Exercise requirements: Below are records; copy every line among them that contains the word "KeelResult".

*** Given data Section Begins ***

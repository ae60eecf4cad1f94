//! Per-host SSH credential providers
//!
//! Providers are consulted in order; the first one that knows the host wins.
//! When none does, ssh falls back to its own defaults (agent, ~/.ssh/config).

use crate::config::schema::SshHostConfig;
use crate::config::Config;
use crate::error::{KeelError, KeelResult};
use crate::ssh::SshTarget;
use async_trait::async_trait;
use std::path::PathBuf;
use tracing::debug;

/// Environment variable naming the login user for every SSH host
pub const ENV_SSH_USER: &str = "KEEL_SSH_USER";

/// Environment variable naming the private key for every SSH host
pub const ENV_SSH_IDENTITY: &str = "KEEL_SSH_IDENTITY";

/// Credentials handed to the session connector
#[derive(Debug, Clone, Default, PartialEq, Eq)]
pub struct SshCredentials {
    pub user: Option<String>,
    pub port: Option<u16>,
    pub identity_file: Option<PathBuf>,
}

/// Source of SSH credentials for a host
#[async_trait]
pub trait AuthProvider: Send + Sync {
    /// Provider name for logging
    fn name(&self) -> &'static str;

    /// Credentials for `target`, or `None` if this provider does not know it
    async fn credentials(&self, target: &SshTarget) -> KeelResult<Option<SshCredentials>>;
}

/// Credentials from the `[[ssh.hosts]]` table
pub struct ConfigAuthProvider {
    hosts: Vec<SshHostConfig>,
}

impl ConfigAuthProvider {
    pub fn new(hosts: Vec<SshHostConfig>) -> Self {
        Self { hosts }
    }
}

#[async_trait]
impl AuthProvider for ConfigAuthProvider {
    fn name(&self) -> &'static str {
        "config"
    }

    async fn credentials(&self, target: &SshTarget) -> KeelResult<Option<SshCredentials>> {
        let entry = self
            .hosts
            .iter()
            .find(|h| h.host.eq_ignore_ascii_case(&target.host));

        Ok(entry.map(|h| SshCredentials {
            user: h.user.clone(),
            port: h.port,
            identity_file: h.identity_file.clone(),
        }))
    }
}

/// Credentials from `KEEL_SSH_USER` / `KEEL_SSH_IDENTITY`
pub struct EnvAuthProvider;

#[async_trait]
impl AuthProvider for EnvAuthProvider {
    fn name(&self) -> &'static str {
        "env"
    }

    async fn credentials(&self, _target: &SshTarget) -> KeelResult<Option<SshCredentials>> {
        let user = std::env::var(ENV_SSH_USER).ok().filter(|v| !v.is_empty());
        let identity_file = std::env::var(ENV_SSH_IDENTITY)
            .ok()
            .filter(|v| !v.is_empty())
            .map(PathBuf::from);

        if user.is_none() && identity_file.is_none() {
            return Ok(None);
        }

        Ok(Some(SshCredentials {
            user,
            port: None,
            identity_file,
        }))
    }
}

/// Ordered chain of providers
pub struct AuthProviders {
    providers: Vec<Box<dyn AuthProvider>>,
}

impl AuthProviders {
    pub fn new(providers: Vec<Box<dyn AuthProvider>>) -> Self {
        Self { providers }
    }

    /// Config host table first, then the environment
    pub fn from_config(config: &Config) -> Self {
        Self::new(vec![
            Box::new(ConfigAuthProvider::new(config.ssh.hosts.clone())),
            Box::new(EnvAuthProvider),
        ])
    }

    /// Resolve credentials for `target`.
    ///
    /// A configured identity file that does not exist is an authentication
    /// failure, not a silent fallback to defaults.
    pub async fn credentials(&self, target: &SshTarget) -> KeelResult<SshCredentials> {
        for provider in &self.providers {
            let Some(creds) = provider.credentials(target).await? else {
                continue;
            };
            debug!("Using {} credentials for {}", provider.name(), target);

            if let Some(ref identity) = creds.identity_file {
                if !identity.exists() {
                    return Err(KeelError::Auth {
                        host: target.to_string(),
                        reason: format!("identity file {} not found", identity.display()),
                    });
                }
            }
            return Ok(creds);
        }

        Ok(SshCredentials::default())
    }
}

*** Given data Section Ends ***

Result of the exercise:
use crate::error::{KeelError, KeelResult};
    async fn credentials(&self, target: &SshTarget) -> KeelResult<Option<SshCredentials>>;
    async fn credentials(&self, target: &SshTarget) -> KeelResult<Option<SshCredentials>> {
    async fn credentials(&self, _target: &SshTarget) -> KeelResult<Option<SshCredentials>> {
    pub async fn credentials(&self, target: &SshTarget) -> KeelResult<SshCredentials> {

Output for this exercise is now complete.